Coagulative Necrosis: The Ghost Town Pattern

Coagulative necrosis is the most common form of necrosis and the type you will see most often in the practical.

Mechanism: Denaturation of structural and enzymatic proteins; proteolysis is inhibited. Architecture is preserved but cells are dead.

Classic H&E features:
• Preserved tissue architecture — you can still identify glomeruli, tubules, or myofibres ('ghost outlines')
• Deeply eosinophilic (pink) cytoplasm — denatured proteins take up eosin avidly
• Nuclear loss — karyolysis is the dominant change; pyknosis and karyorrhexis in the transition zone
• No inflammatory infiltrate in the acute phase; macrophages appear by 48–72 hours

Gross correlate — pale (anaemic) infarct:
• Firm, pale-yellow or pale-tan wedge-shaped area with a hyperaemic border
• Seen in: kidney (most classic), heart (myocardial infarct), spleen
• Solid organs with end-arterial supply and no collaterals → coagulative pattern

Diagram showing coagulative necrosis as preserved ghost-like renal architecture on H&E, a pale wedge-shaped renal infarct grossly, and the mechanism of ischaemia causing protein denaturation with inhibited proteolysis.

Coagulative Necrosis: The Ghost Town Pattern

Panel A: H&E kidney coagulative necrosis showing preserved architecture, ghost tubule, ghost glomerulus, eosinophilic cytoplasm, karyolysis / nuclear loss, and hyperaemic margin.. Panel B: Gross kidney anaemic infarct showing pale wedge-shaped infarct, hyperaemic border, renal cortex, and surrounding renal parenchyma.. Panel C: Mechanism flow showing ischaemia, protein denaturation, enzyme inactivation, inhibited proteolysis, and dead cells with preserved tissue architecture..

SELF-CHECK

A 55-year-old man dies 36 hours after an acute MI. The pathologist takes a section from the pale, firm, yellow-grey zone of the left ventricular wall.
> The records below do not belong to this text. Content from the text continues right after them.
//! Command-line interface definitions using clap.

use std::path::PathBuf;

use clap::{CommandFactory, Parser, Subcommand};
use clap_complete::Shell;
use tracing::Level;

use crate::synth::SynthesisOptions;

/// Generates a consistent multi-process worker topology: per-worker configs,
/// a shared config patch, a reverse-proxy routing table and a supervisor
/// spec.
#[derive(Parser, Debug)]
#[command(name = "topogen")]
#[command(author, version, about, long_about = None)]
pub struct Cli {
    /// Enable verbose output (-v for debug, -vv for trace).
    #[arg(short, long, action = clap::ArgAction::Count, global = true)]
    pub verbose: u8,

    /// Suppress all output except errors.
    #[arg(short, long, conflicts_with = "verbose", global = true)]
    pub quiet: bool,

    /// Disable colored output.
    #[arg(long, env = "NO_COLOR", global = true)]
    pub no_color: bool,

    #[command(subcommand)]
    pub command: Commands,
}

/// Available subcommands.
#[derive(Subcommand, Debug)]
pub enum Commands {
    /// Synthesize the worker topology and write all artifacts.
    Generate(GenerateArgs),

    /// List the registered worker types.
    Workers(WorkersArgs),

    /// Generate shell completions.
    Completions(CompletionsArgs),
}

/// Arguments for the generate command.
#[derive(Parser, Debug)]
pub struct GenerateArgs {
    /// Comma-separated worker types, '*' for all registered types, or unset
    /// for a main-process-only topology.
    #[arg(short, long, env = "TOPOGEN_WORKERS")]
    pub workers: Option<String>,

    /// Path to the base homeserver config.
    #[arg(long, env = "TOPOGEN_CONFIG_PATH", default_value = "/data/homeserver.yaml")]
    pub config_path: PathBuf,

    /// Data directory holding logs and user-facing config files.
    #[arg(long, env = "TOPOGEN_DATA_DIR", default_value = "/data")]
    pub data_dir: PathBuf,

    /// Directory for per-worker configs and the shared patch.
    #[arg(long, env = "TOPOGEN_WORKERS_DIR", default_value = "/conf/workers")]
    pub workers_dir: PathBuf,

    /// Path of the generated reverse-proxy config.
    #[arg(
        long,
        env = "TOPOGEN_PROXY_CONF",
        default_value = "/etc/nginx/conf.d/matrix-synapse.conf"
    )]
    pub proxy_conf: PathBuf,

    /// Path of the generated supervisor config.
    #[arg(
        long,
        env = "TOPOGEN_SUPERVISOR_CONF",
        default_value = "/etc/supervisor/conf.d/supervisord.conf"
    )]
    pub supervisor_conf: PathBuf,

    /// Print the artifacts to stdout instead of writing them.
    #[arg(long)]
    pub dry_run: bool,
}

impl GenerateArgs {
    /// Convert CLI arguments into synthesis options.
    pub fn to_options(&self) -> SynthesisOptions {
        SynthesisOptions {
            workers: self.workers.clone(),
            base_config: self.config_path.clone(),
            data_dir: self.data_dir.clone(),
            workers_dir: self.workers_dir.clone(),
            proxy_conf: self.proxy_conf.clone(),
            supervisor_conf: self.supervisor_conf.clone(),
        }
    }
}

/// Arguments for the workers command.
#[derive(Parser, Debug)]
pub struct WorkersArgs {
    /// Emit the registry as JSON.
    #[arg(long)]
    pub json: bool,
}

/// Arguments for shell completions.
#[derive(Parser, Debug)]
pub struct CompletionsArgs {
    /// Shell to generate completions for.
    #[arg(value_enum)]
    pub shell: Shell,
}

impl CompletionsArgs {
    /// Generate and print completions to stdout.
    pub fn generate(&self) {
        clap_complete::generate(
            self.shell,
            &mut Cli::command(),
            "topogen",
            &mut std::io::stdout(),
        );
    }
}

impl Cli {
    /// Log level derived from the -v/-q flags.
    pub fn log_level(&self) -> Level {
        if self.quiet {
            Level::ERROR
        } else {
            match self.verbose {
                0 => Level::INFO,
                1 => Level::DEBUG,
                _ => Level::TRACE,
            }
        }
    }
}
Which combination of H&E features is MOST expected?

A. Pale ghost myofibres with preserved cross-striations, nuclear loss by karyolysis, no neutrophils yet

B. Cystic space filled with neutrophils, complete loss of tissue architecture

C. Amorphous granular eosinophilic debris surrounded by palisading epithelioid cells

D. Saponified fat with basophilic calcium deposits and fat-laden macrophages

Reveal Answer

Answer: A. Pale ghost myofibres with preserved cross-striations, nuclear loss by karyolysis, no neutrophils yet

At 36 hours the heart shows early coagulative necrosis: preserved myofibre outlines ('ghost fibres'), deep eosinophilia, karyolysis. Neutrophils begin to appear at ~12–24 hours but peak at 1–3 days. Cystic destruction is liquefactive necrosis. Granulomatous debris is caseous. Saponification is fat necrosis.